About an hour drive outside of Guatemala City, we arrived at Bethel school in Patzicia. As usual, we were welcomed warmly into the school by the administrators, but also by the children as they were having their break. We exchanged many handshakes, high fives and fist bumps.

During my trip to Guatemala at the end of September, I had the opportunity to visit a number of schools from pre-primary to secondary. My colleague and I spent time with principals and coordinators discussing what is going well in their schools and in what ways they would like to grow. We asked how Edu-deo Ministries, the organization that set up the trip, might be able to walk alongside these schools.

Back at Bethel school, the bell rang after a few more greetings.

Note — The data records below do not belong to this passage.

impl Notifier for ConsoleNotifier {
    fn notify(&self, toast: Toast) {
        self.pending
            .lock()
            .unwrap_or_else(|e| e.into_inner())
            .push(toast);
    }
}

#[tokio::main]
async fn main() -> anyhow::Result<()> {
    let args = Args::parse();

    let env_filter = tracing_subscriber::EnvFilter::try_from_default_env()
        .unwrap_or_else(|_| tracing_subscriber::EnvFilter::new("info"));

    if let Some(log_path) = args.log_file_path {
        let log_path = std::path::Path::new(&log_path);
        let file_appender = tracing_appender::rolling::never(
            log_path.parent().unwrap_or(std::path::Path::new(".")),
            log_path
                .file_name()
                .unwrap_or(std::ffi::OsStr::new("jobsnow.log")),
        );
        let (non_blocking, guard) = tracing_appender::non_blocking(file_appender);
        std::mem::forget(guard);

        tracing_subscriber::registry()
            .with(env_filter.clone())
            .with(
                tracing_subscriber::fmt::layer()
                    .with_ansi(true)
                    .with_writer(std::io::stderr),
            )
            .with(
                tracing_subscriber::fmt::layer()
                    .with_ansi(false)
                    .with_writer(non_blocking),
            )
            .init();
    } else {
        tracing_subscriber::fmt()
            .with_env_filter(env_filter)
            .with_writer(std::io::stderr)
            .init();
    }

    let (config, config_path) = AppConfig::load().context("Failed to load config")?;
    tracing::debug!("Config loaded from {}", config_path.display());

    let notifier = Arc::new(ConsoleNotifier::default());
    let context = AppContext::build(config, notifier.clone())?;
    context.initialize().await;
    context
        .translations
        .request_section(NOTIFICATIONS_SECTION)
        .await;

    let result = run(args.command, &context).await;
    notifier.flush(&context);
    result
}

async fn run(command: Command, context: &AppContext) -> anyhow::Result<()> {
    match command {
        Command::Lang { language } => change_language(context, language).await,
        Command::Auth(command) => run_auth(command, context).await,
        Command::Jobs {
            search,
            location,
            job_type,
            sector,
        } => {
            let mut view = JobsView::new(context.data.clone(), context.translations.clone());
            view.filter.search = search;
            view.filter.location = location;
            view.filter.job_type = EnumFilter::parse(&job_type)?;
            view.filter.sector = EnumFilter::parse(&sector)?;
            view.load().await;
            print_jobs(context, &view);
            Ok(())
        }
        Command::Companies { search, sector } => {
            let mut view = CompaniesView::new(context.data.clone(), context.translations.clone());
            view.filter.search = search;
            view.filter.sector = EnumFilter::parse(&sector)?;
            view.load().await;
            print_companies(context, &view);
            Ok(())
        }
        Command::Onboard(args) => onboard(context, args.fields).await,
        Command::Profile(ProfileCommand::Show) => {
            let user = signed_in(context)?;
            match account_kind(context, &user).await? {
                UserKind::Candidate => show_profile::<CandidateSettings>(context, &user).await,
                UserKind::Company => show_profile::<CompanySettings>(context, &user).await,
            }
            Ok(())
        }
        Command::Profile(ProfileCommand::Update(args)) => {
            let user = signed_in(context)?;
            match account_kind(context, &user).await? {
                UserKind::Candidate => {
                    update_profile::<CandidateSettings>(context, &user, args.fields).await
                }
                UserKind::Company => {
                    update_profile::<CompanySettings>(context, &user, args.fields).await
                }
            }
        }
        Command::Dashboard => {
            let session = context.session.session();
            match dashboard_guard(context.data.as_ref(), session.as_ref()).await {
                DashboardAccess::Redirect(route) => println!("→ {}", route),
                DashboardAccess::Allow(kind) => {
                    let t = &context.translations;
                    t.request_section(DASHBOARD_SECTION).await;
                    let subtitle = match kind {
                        UserKind::Candidate => "welcome.candidateSubtitle",
                        UserKind::Company => "welcome.companySubtitle",
                    };
                    let email = session
                        .as_ref()
                        .and_then(|session| session.user.email.clone())
                        .unwrap_or_default();
                    println!("{}", t.t(DASHBOARD_SECTION, "welcome.title"));
                    println!("{}", t.t(DASHBOARD_SECTION, subtitle));
                    println!("{} ({})", email, kind);
                }
            }
            Ok(())
        }
        Command::Dev(DevCommand::Seed) => {
            let conn = context
                .local_db
                .clone()
                .ok_or_else(|| anyhow!("dev seed needs the local backend"))?;
            let summary = seed_demo_data(conn).await?;
            println!(
                "{} companies, {} jobs created ({} already present). Password: {}",
                summary.companies, summary.jobs, summary.skipped, DEMO_PASSWORD
            );
            Ok(())
        }
    }
}

async fn change_language(context: &AppContext, language: Option<String>) -> anyhow::Result<()> {
    if let Some(language) = language {
        let language: Language = language.parse()?;
        context.translations.change_language(language).await;
        context
            .translations
            .request_section(NOTIFICATIONS_SECTION)
            .await;
    }
    println!("{}", context.translations.language());
    Ok(())
}

async fn run_auth(command: AuthCommand, context: &AppContext) -> anyhow::Result<()> {
    let session = &context.session;
    match command {
        AuthCommand::Register {
            email,
            password,
            confirm_password,
            kind,
            full_name,
            company_name,
            responsible_name,
        } => {
            let data = RegisterData {
                email,
                password,
                confirm_password,
                user_kind: Some(kind),
                full_name,
                company_name,
                responsible_name,
            };
            if session.register(data).await?.is_none() {
                println!("Check your inbox to confirm the address before signing in.");
            }
        }
        AuthCommand::Login { email, password } => {
            session.login(&email, &password).await?;
        }
        AuthCommand::Oauth { kind, provider } => {
            println!("{}", session.login_with_oauth_provider(&provider, kind)?);
        }
        AuthCommand::Logout => session.logout().await?,
        AuthCommand::ResetPassword { email } => session.reset_password(&email).await?,
        AuthCommand::UpdatePassword {
            password,
            confirm_password,
        } => session.update_password(&password, &confirm_password).await?,
        AuthCommand::Whoami => match session.user() {
            Some(user) => println!(
                "{} {}",
                user.id,
                user.email.as_deref().unwrap_or_default()
            ),
            None => println!("not signed in"),
        },
    }
    Ok(())
}

fn signed_in(context: &AppContext) -> anyhow::Result<AuthUser> {
    context
        .session
        .user()
        .ok_or_else(|| anyhow!("not signed in, run `jobsnow auth login` first"))
}

async fn account_kind(context: &AppContext, user: &AuthUser) -> anyhow::Result<UserKind> {
    match context.data.fetch_account(user.id).await {
        Ok(account) => Ok(account.user_kind),
        Err(e) if e.is_no_rows() => user
            .user_kind()
            .ok_or_else(|| anyhow!("account {} has no kind", user.id)),
        Err(e) => Err(e.into()),
    }
}

fn print_jobs(context: &AppContext, view: &JobsView) {
    let t = &context.translations;
    match view.display_state() {
        DisplayState::Loading => println!("{}", t.t(JOBS_SECTION, "loading")),
        DisplayState::Empty => println!("{}", t.t(JOBS_SECTION, "noJobsFound")),
        DisplayState::Results(count) => {
            println!("{} {}", count, t.t(JOBS_SECTION, "jobsFound"));
            for listing in view.visible() {
                let job = &listing.job;
                println!();
                println!("{}", job.title);
                println!(
                    "  {} · {} · {}",
                    listing.company_name().unwrap_or("-"),
                    job.location,
                    job_type_label(job.job_type, t)
                );
                if let Some(sector) = job.sector {
                    println!("  {}", sector_label(sector, t));
                }
                if let Some(salary) = format_salary(job.salary_min, job.salary_max, t) {
                    println!("  {}", salary);
                }
            }
        }
    }
}

fn print_companies(context: &AppContext, view: &CompaniesView) {
    let t = &context.translations;
    match view.display_state() {
        DisplayState::Loading => println!("{}", t.t(COMPANIES_SECTION, "loading")),
        DisplayState::Empty => println!("{}", t.t(COMPANIES_SECTION, "noCompaniesFound")),
        DisplayState::Results(count) => {
            println!("{} {}", count, t.t(COMPANIES_SECTION, "companiesFound"));
            for listing in view.visible() {
                let company = &listing.company;
                println!();
                println!("{}", company.company_name.as_deref().unwrap_or_default());
                if let Some(sector) = company.sector {
                    println!("  {}", sector_label(sector, t));
                }
                println!(
                    "  {} {}",
                    listing.active_job_count(),
                    t.t(COMPANIES_SECTION, "openJobs")
                );
            }
        }
    }
}

async fn onboard(context: &AppContext, fields: Vec<(String, String)>) -> anyhow::Result<()> {
    let session = context.session.session();
    let kind = match complete_profile_guard(context.data.as_ref(), session.as_ref()).await {
        CompleteProfileAccess::Redirect(route) => {
            println!("→ {}", route);
            return Ok(());
        }
        CompleteProfileAccess::Onboard(Some(kind)) => kind,
        CompleteProfileAccess::Onboard(None) => bail!("account kind is unknown"),
    };
    context
        .translations
        .request_section(ONBOARDING_SECTION)
        .await;

    match kind {
        UserKind::Candidate => run_wizard(context, CandidateFlow, &fields).await,
        UserKind::Company => run_wizard(context, CompanyFlow, &fields).await,
    }
}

“Es tiempo por clase?” I asked.

Several said “Si,” but I guess they didn’t want to leave me as I found myself surrounded by about 15 second graders who pushed and pulled me into their classroom.

The teacher, Gabrielle, seemed okay with this intrusion. I practiced my Spanish a bit but, honestly, I don’t remember much of what was said. I was just taking it all in. This was such a wonderful way to start the day, and confirmed to me that my heart is in elementary school.

There are many more stories I could tell, far too many to include here, so let me share a few observations and reflections:

  • AMG (Advancing the Ministries of the Gospel), which runs the schools we visited, has a very holistic approach, providing hot breakfast and lunch, medical and dental care, family and social assistance and more.
  • When basic safety and physical needs are met, as listed above, students can thrive and learning happens.
  • When providing education for the poorest of the poor, the question isn’t, “Can you afford Christian school tuition?” but “Do you require sponsorship to be able to receive Christian education?”
  • Starting with questions like, “What do you have?” or “What are you doing well?” allows people to see what they need to be thankful for and gives them hope.
  • A good relationship between the teacher and the students is foundational to good learning, everywhere and always.

But perhaps the most important observation I made while in Guatemala, was that students who are thriving are eager to welcome visitors into their school and classroom…even the point of kidnapping a visitor.